Cada gesto, cada palavra e cada decisão molda não apenas o nosso destino, mas também o ambiente ao nosso redor. A mulher que somos hoje influencia diretamente o tipo de mundo que estamos ajudando a construir.

Depois que o Dia da Mulher passa, vale perguntar: por quem temos sido lembradas? Não apenas pelo que conquistamos, mas pela forma como tratamos as pessoas, pela capacidade de acolher, de inspirar, de levantar outras mulheres quando a vida parece pesada.

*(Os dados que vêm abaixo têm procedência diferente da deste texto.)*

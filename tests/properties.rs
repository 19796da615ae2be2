//! The property protocol: built-ins, class descriptors, accessors and
//! `super` chains.

use sable_vm::prelude::*;

use std::cell::RefCell;
use std::rc::Rc;

fn eval(source: &str) -> Value {
    let mut ctx = Context::new();
    ctx.eval_source(source)
        .unwrap_or_else(|e| panic!("program failed: {e}"))
}

fn hashmap(entries: &[(&str, Value)]) -> Value {
    let mut map = ValueMap::new();
    for (key, value) in entries {
        map.set_str(key, value.clone());
    }
    Value::Hashmap(Rc::new(RefCell::new(map)))
}

fn upper(_vm: &mut Vm, args: &[Value]) -> Result<Value, RuntimeError> {
    match args.first() {
        Some(Value::Str(s)) => Ok(Value::from(s.to_uppercase())),
        _ => Ok(Value::Nil),
    }
}

fn constant_getter(_vm: &mut Vm, _args: &[Value]) -> Result<Value, RuntimeError> {
    Ok(Value::Int(99))
}

#[test]
fn length_is_built_in() {
    assert_eq!(eval(r#"return "hello".length;"#), Value::Int(5));
    assert_eq!(eval("return [1, 2, 3].length;"), Value::Int(3));
    assert_eq!(eval(r#"return { "a": 1 }.length;"#), Value::Int(1));
}

#[test]
fn hashmap_reads_fall_back_to_raw_lookup() {
    assert_eq!(eval(r#"return { "a": 1 }.a;"#), Value::Int(1));
    // An absent key reads as nil rather than trapping.
    assert_eq!(eval(r#"return typeof { "a": 1 }.b;"#), Value::from("nil"));
}

#[test]
fn property_reads_without_any_getter_trap() {
    let mut ctx = Context::new();
    let error = ctx.eval_source("return 1.missing;").unwrap_err();

    let Error::Runtime(trap) = error else {
        panic!("expected runtime error");
    };
    assert!(matches!(trap.error, RuntimeError::NoGetter(_)));
}

#[test]
fn type_classes_provide_methods_for_primitives() {
    let mut ctx = Context::new();
    ctx.set_class(
        Value::from("string"),
        hashmap(&[("upper", Value::native("upper", upper))]),
    )
    .unwrap();

    assert_eq!(
        ctx.eval_source(r#"let s = "abc"; return s.upper(s);"#).unwrap(),
        Value::from("ABC")
    );
}

#[test]
fn method_lookup_without_a_class_traps() {
    let mut ctx = Context::new();
    let error = ctx.eval_source("let n = 1; return n.frob(n);").unwrap_err();

    let Error::Runtime(trap) = error else {
        panic!("expected runtime error");
    };
    assert_eq!(trap.error, RuntimeError::NoClass("number"));
}

#[test]
fn method_lookup_finding_nil_fails_only_at_the_call() {
    let mut ctx = Context::new();
    ctx.set_class(Value::from("number"), hashmap(&[])).unwrap();

    let error = ctx.eval_source("let n = 1; return n.frob(n);").unwrap_err();
    let Error::Runtime(trap) = error else {
        panic!("expected runtime error");
    };
    assert_eq!(trap.error, RuntimeError::NotCallable("nil"));
}

#[test]
fn accessors_intercept_reads() {
    let mut ctx = Context::new();
    let accessor = hashmap(&[("get", Value::native("get", constant_getter))]);
    ctx.set_class(Value::from("number"), hashmap(&[("magic", accessor)]))
        .unwrap();

    assert_eq!(
        ctx.eval_source("let n = 1; return n.magic;").unwrap(),
        Value::Int(99)
    );
}

#[test]
fn super_chains_are_followed() {
    let mut ctx = Context::new();
    let base = hashmap(&[("inherited", Value::Int(5))]);
    let derived = hashmap(&[("own", Value::Int(6)), ("super", base)]);
    ctx.set_class(Value::from("number"), derived).unwrap();

    assert_eq!(
        ctx.eval_source("let n = 1; return n.own + n.inherited;").unwrap(),
        Value::Int(11)
    );
}

#[test]
fn cyclic_super_chains_trap_instead_of_spinning() {
    let mut ctx = Context::new();
    let class = hashmap(&[]);
    if let Value::Hashmap(map) = &class {
        map.borrow_mut().set_str("super", class.clone());
    }
    ctx.set_class(Value::from("number"), class).unwrap();

    let error = ctx.eval_source("let n = 1; return n.anything;").unwrap_err();
    let Error::Runtime(trap) = error else {
        panic!("expected runtime error");
    };
    assert_eq!(trap.error, RuntimeError::ClassChainTooDeep);
}

#[test]
fn setters_receive_value_and_name() {
    // A hashmap whose `target` property is an accessor: writes to it are
    // redirected into the `written` key by a script setter.
    assert_eq!(
        eval(
            r#"let h = {};
               h.target = {
                   "set": fn(self_, value, name) { self_.written = value; }
               };
               h.target = 41;
               return h.written + 1;"#
        ),
        Value::Int(42)
    );
}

A trajetória de cada mulher é feita de escolhas, renúncias, coragem e também de reinvenção. Olhar para trás não é um exercício de cobrança, mas de reconhecimento: quantas batalhas já enfrentamos para chegar até aqui?
Ser mulher também é representar uma forma única de existir no mundo. A feminilidade não é fraqueza, nem competição; é potência que se manifesta em sensibilidade, inteligência emocional, criatividade e força interior.
Durante muito tempo a sociedade tentou definir o que uma mulher deveria ser. Hoje, cada mulher escreve a sua própria definição. A pergunta que fica é: eu estou vivendo a mulher que realmente desejo ser?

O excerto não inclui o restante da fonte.